Oversight Failure 1 — No Tool Assessment Before Use
The attorneys deployed ChatGPT for legal research without understanding what ChatGPT is and isn't capable of. Schwartz described it as a "super search engine." It isn't a search engine at all. It doesn't retrieve information from databases. It generates text. That distinction, retrieval versus generation, is the most important thing anyone needs to understand before using a generative AI tool for any professional purpose. Nobody asked that question before using the tool in federal court filings.
Oversight Failure 2 — No Independent Verification Process
Every professional context that involves consequential outputs needs a verification step that is independent of the tool that produced those outputs. In legal research, that means checking every citation against Westlaw, LexisNexis, or the actual court's docket before filing it with a judge. The attorneys skipped this step entirely. When they needed to verify the citations, they asked ChatGPT to verify them. That's not independent verification. That's a closed loop between the tool and itself.

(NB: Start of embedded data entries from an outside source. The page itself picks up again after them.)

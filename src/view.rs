//! Local mailbox state rebuilt from connector updates
//!
//! A [`LocalView`] is the simplest possible consumer of a connector: it
//! applies every update to an in-memory model. Applying the same update
//! twice leaves the view unchanged, so it tolerates the redelivery that
//! follows an abandoned batch.

use crate::update::{Mailbox, Message, UpdateKind};
use serde::Serialize;
use std::collections::BTreeMap;

#[derive(Debug, Clone, Default, PartialEq, Eq, Serialize)]
pub struct LocalView {
    mailboxes: BTreeMap<String, Mailbox>,
    messages: BTreeMap<String, Message>,
}

impl LocalView {
    #[must_use]
    pub fn new() -> Self {
        Self::default()
    }

    pub fn apply(&mut self, update: &UpdateKind) {
        match update {
            UpdateKind::MailboxCreated(mailbox) => {
                self.mailboxes.insert(mailbox.id.clone(), mailbox.clone());
            }
            UpdateKind::MailboxUpdated { id, name } => {
                if let Some(mailbox) = self.mailboxes.get_mut(id) {
                    mailbox.name.clone_from(name);
                }
            }
            UpdateKind::MailboxDeleted { id } => {
                self.mailboxes.remove(id);
                for message in self.messages.values_mut() {
                    message.mailbox_ids.retain(|m| m != id);
                }
            }
            UpdateKind::MessagesCreated(messages) => {
                for message in messages {
                    self.messages.insert(message.id.clone(), message.clone());
                }
            }
            UpdateKind::MessageUpdated {
                id,
                mailbox_ids,
                seen,
                flagged,
            } => {
                if let Some(message) = self.messages.get_mut(id) {
                    message.mailbox_ids.clone_from(mailbox_ids);
                    message.seen = *seen;
                    message.flagged = *flagged;
                }
            }
            UpdateKind::MessageDeleted { id } => {
                self.messages.remove(id);
            }
        }
    }

    pub fn mailboxes(&self) -> impl Iterator<Item = &Mailbox> {
        self.mailboxes.values()
    }

    #[must_use]
    pub fn mailbox_names(&self) -> Vec<String> {
        self.mailboxes.values().map(|m| m.name.join("/")).collect()
    }

    #[must_use]
    pub fn message(&self, id: &str) -> Option<&Message> {
        self.messages.get(id)
    }

    /// Messages in ascending id order.
    pub fn messages(&self) -> impl Iterator<Item = &Message> {
        self.messages.values()
    }

    /// Messages filed in `mailbox_id`.
    pub fn messages_in<'a>(&'a self, mailbox_id: &'a str) -> impl Iterator<Item = &'a Message> {
        self.messages
            .values()
            .filter(move |m| m.mailbox_ids.iter().any(|id| id == mailbox_id))
    }

    #[must_use]
    pub fn message_count(&self) -> usize {
        self.messages.len()
    }

    #[must_use]
    pub fn unread_count(&self) -> usize {
        self.messages.values().filter(|m| !m.seen).count()
    }
}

Oversight Failure 3 — Continued Inaction After Warning
When Avianca's attorneys flagged that the cases couldn't be located, that was a warning signal that should have triggered immediate investigation and disclosure. Instead, the attorneys submitted fabricated documents generated by the same tool that fabricated the original citations, and did not disclose the role of ChatGPT until formal sanctions proceedings were underway. The court found this sequence particularly telling. The error compounded because no one was exercising professional judgment over the AI's output at any point in the chain.
NIST AI RMF Analysis
Framework source: NIST AI 100-1
GOVERN — Failed Before the Tool Was Opened
What should have existed: an acceptable use policy defining which AI tools are permitted for which professional tasks, clear categorization of legal research as a high-stakes function requiring verification protocols, named accountability for the accuracy of AI-assisted work product, and training on the capabilities and limitations of generative AI tools before professional use. What existed: no policy, no categorization, no protocol, and one attorney's intuition that a text generation tool worked like a database search. GOVERN is foundational. Without it, the other three functions have nothing to land on.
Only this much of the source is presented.